Problem to work on – Determine how many lines in the records that follow hold the string "InMemoryGroupRepository". Only that number should be returned.

Input records –
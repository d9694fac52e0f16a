//! 服务装配：按配置把存储、连接中心、在线状态与三个用例服务组装在一起

use std::sync::Arc;

use config::AppConfig;
use tokio::task::JoinHandle;
use tokio_util::sync::CancellationToken;

use crate::{
    background::BackgroundTasks,
    clock::{Clock, SystemClock},
    local_broadcast::LocalConnectionHub,
    memory::{InMemoryGroupRepository, InMemoryMessageRepository, InMemoryUserDirectory},
    presence::PresenceRegistry,
    repository::{GroupRepository, MessageRepository, UserDirectory},
    services::{
        DeliveryRouter, DeliveryRouterDependencies, HistoryReader, HistoryReaderDependencies,
        HistorySettings, StatusTracker, StatusTrackerDependencies,
    },
    suppressor::DuplicateSuppressor,
};

/// 三类存储协作方
#[derive(Clone)]
pub struct Storage {
    pub messages: Arc<dyn MessageRepository>,
    pub groups: Arc<dyn GroupRepository>,
    pub users: Arc<dyn UserDirectory>,
}

/// 内存存储，保留具体类型便于测试和开发环境预置数据
#[derive(Clone, Default)]
pub struct InMemoryStorage {
    pub messages: Arc<InMemoryMessageRepository>,
    pub groups: Arc<InMemoryGroupRepository>,
    pub users: Arc<InMemoryUserDirectory>,
}

impl InMemoryStorage {
    pub fn new() -> Self {
        Self::default()
    }

    pub fn storage(&self) -> Storage {
        Storage {
            messages: self.messages.clone(),
            groups: self.groups.clone(),
            users: self.users.clone(),
        }
    }
}

#[derive(Clone)]
pub struct ServiceContainer {
    pub config: Arc<AppConfig>,
    pub hub: Arc<LocalConnectionHub>,
    pub presence: Arc<PresenceRegistry>,
    pub suppressor: Arc<DuplicateSuppressor>,
    pub tasks: BackgroundTasks,
    pub groups: Arc<dyn GroupRepository>,
    pub delivery_router: Arc<DeliveryRouter>,
    pub status_tracker: Arc<StatusTracker>,
    pub history_reader: Arc<HistoryReader>,
}

impl ServiceContainer {
    /// 使用系统时钟组装；必须在 tokio 运行时内调用
    pub fn new(config: AppConfig, storage: Storage) -> Self {
        Self::with_clock(config, storage, Arc::new(SystemClock))
    }

    pub fn with_clock(config: AppConfig, storage: Storage, clock: Arc<dyn Clock>) -> Self {
        let hub = Arc::new(LocalConnectionHub::new());
        let presence = Arc::new(PresenceRegistry::new(hub.clone()));
        let suppressor = Arc::new(DuplicateSuppressor::from_config(
            &config.delivery,
            clock.clone(),
        ));
        let tasks = BackgroundTasks::start();

        let delivery_router = DeliveryRouter::new(DeliveryRouterDependencies {
            message_repository: storage.messages.clone(),
            group_repository: storage.groups.clone(),
            user_directory: storage.users.clone(),
            presence: presence.clone(),
            suppressor: suppressor.clone(),
            tasks: tasks.clone(),
            clock: clock.clone(),
        });

        let status_tracker = StatusTracker::new(StatusTrackerDependencies {
            message_repository: storage.messages.clone(),
            presence: presence.clone(),
            clock,
        });

        let history_reader = HistoryReader::new(HistoryReaderDependencies {
            message_repository: storage.messages.clone(),
            presence: presence.clone(),
            tasks: tasks.clone(),
            settings: HistorySettings::from(&config.history),
        });

        Self {
            config: Arc::new(config),
            hub,
            presence,
            suppressor,
            tasks,
            groups: storage.groups,
            delivery_router: Arc::new(delivery_router),
            status_tracker: Arc::new(status_tracker),
            history_reader: Arc::new(history_reader),
        }
    }

    /// 启动重复发送记录的周期清理
    pub fn spawn_sweeper(&self, shutdown: CancellationToken) -> JoinHandle<()> {
        self.suppressor
            .clone()
            .spawn_sweeper(self.config.delivery.sweep_interval(), shutdown)
    }

    /// 等待所有后台任务结束
    pub async fn shutdown(&self) {
        self.tasks.shutdown().await;
        tracing::info!(failed = self.tasks.failed_count(), "后台任务已全部结束");
    }
}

Written solution – 2